Railroad inspection based on ACFM employing a non-uniform B-spline approach

Abstract The stresses sustained by rails have increased in recent years due to the use of higher train speeds and heavier axle loads. For this reason surface and near-surface defects generate by Rolling Contact Fatigue (RCF) have become particularly significant as they can cause unexpected structural failure of the rail, resulting in severe derailments. The accident that took place in Hatfield, UK (2000), is an example of a derailment caused by the structural failure of a rail section due to RCF. Early detection of RCF rail defects is therefore of paramount importance to the rail industry. The performance of existing ultrasonic and magnetic flux leakage techniques in detecting rail surface-breaking defects, such as head checks and gauge corner cracking, is inadequate during high-speed inspection, while eddy current sensors suffer from lift-off effects.

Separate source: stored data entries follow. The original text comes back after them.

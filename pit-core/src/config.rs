//! Simulation configuration.
//!
//! All knobs are plain serde structs so a run can be described in a JSON
//! file or built in code. Validation happens once, before any thread
//! starts; after that the configuration is immutable.

use serde::{Deserialize, Serialize};

use crate::error::SimError;

/// Parameters of the bounded pseudo-random price delta.
///
/// A delta is computed as `trunc(10 * (draw - offset) / scale)` where
/// `draw` is uniform in `0..span`. Offset shifts the distribution below
/// zero; scale bounds the magnitude.
#[derive(Debug, Clone, Copy, Serialize, Deserialize)]
pub struct DeltaParams {
    pub span: u32,
    pub offset: f64,
    pub scale: f64,
}

/// One stock traded on the exchange.
#[derive(Debug, Clone, Serialize, Deserialize)]
pub struct StockSpec {
    pub name: String,

    /// Initial price in integer units.
    pub price: i64,

    /// Initial available quantity.
    pub quantity: u32,

    /// Minimum price this stock may ever reach.
    pub floor: i64,

    /// 1-in-N odds that the price moves on a given tick.
    /// Zero disables movement entirely.
    pub move_one_in: u32,

    pub delta: DeltaParams,
}

/// Full description of a market simulation run.
#[derive(Debug, Clone, Serialize, Deserialize)]
pub struct ExchangeConfig {
    /// Number of ticks the driver advances.
    pub ticks: u64,

    /// Inter-tick delay; omit for throughput runs.
    #[serde(default)]
    pub tick_delay_ms: Option<u64>,

    /// Total broker count, partitioned round-robin across stocks.
    pub brokers: usize,

    /// Per-rank threshold widening step. A broker of rank `r` within its
    /// stock's group buys below `price - spread_step * (1 + r)` and sells
    /// above `price + spread_step * (1 + r)`.
    #[serde(default = "default_spread_step")]
    pub spread_step: i64,

    #[serde(default = "default_trade_size")]
    pub buy_size: u32,

    #[serde(default = "default_trade_size")]
    pub sell_size: u32,

    /// Seed for the driver RNG; omit to seed from entropy.
    #[serde(default)]
    pub seed: Option<u64>,

    pub stocks: Vec<StockSpec>,
}

fn default_spread_step() -> i64 {
    1
}

fn default_trade_size() -> u32 {
    5
}

impl Default for ExchangeConfig {
    /// The built-in five-stock market: 100 brokers reacting to 10 000
    /// ticks, no inter-tick delay.
    fn default() -> Self {
        let stock = |name: &str, price, quantity, move_one_in, span, offset, scale| StockSpec {
            name: name.to_string(),
            price,
            quantity,
            floor: 100,
            move_one_in,
            delta: DeltaParams { span, offset, scale },
        };

        Self {
            ticks: 10_000,
            tick_delay_ms: None,
            brokers: 100,
            spread_step: 1,
            buy_size: 5,
            sell_size: 5,
            seed: None,
            stocks: vec![
                stock("A", 100, 50, 3, 10, 3.6, 2.3),
                stock("B", 200, 150, 7, 12, 5.0, 2.3),
                stock("C", 150, 50, 6, 7, 1.0, 2.1),
                stock("D", 240, 100, 2, 8, 5.0, 1.8),
                stock("E", 300, 200, 4, 8, 2.0, 1.4),
            ],
        }
    }
}

impl ExchangeConfig {
    /// Check the configuration before any thread is created.
    pub fn validate(&self) -> Result<(), SimError> {
        if self.stocks.is_empty() {
            return Err(SimError::ConfigInvalid(
                "at least one stock is required".to_string(),
            ));
        }
        if self.ticks == 0 {
            return Err(SimError::ConfigInvalid(
                "tick count must be positive".to_string(),
            ));
        }
        for spec in &self.stocks {
            if spec.price < spec.floor {
                return Err(SimError::ConfigInvalid(format!(
                    "stock {}: initial price {} is below the floor {}",
                    spec.name, spec.price, spec.floor
                )));
            }
            if spec.delta.span == 0 {
                return Err(SimError::ConfigInvalid(format!(
                    "stock {}: delta span must be positive",
                    spec.name
                )));
            }
            if spec.delta.scale == 0.0 {
                return Err(SimError::ConfigInvalid(format!(
                    "stock {}: delta scale must be non-zero",
                    spec.name
                )));
            }
        }
        Ok(())
    }
}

The results obtained through rail inspection experiments under simulated conditions using Alternating Current Field Measurement (ACFM) probes, suggest that this technique can be applied for the accurate and reliable detection of surface-breaking defects at high inspection speeds. This paper presents the B-Spline approach used for the accurate filtering the noise of the raw ACFM signal obtained during high speed tests to improve the reliability of the measurements. A non-uniform B-spline approximation is employed to calculate the exact positions and the dimensions of the defects. This method generates a smooth approximation similar to the ACFM dataset points related to the rail surface-breaking defect.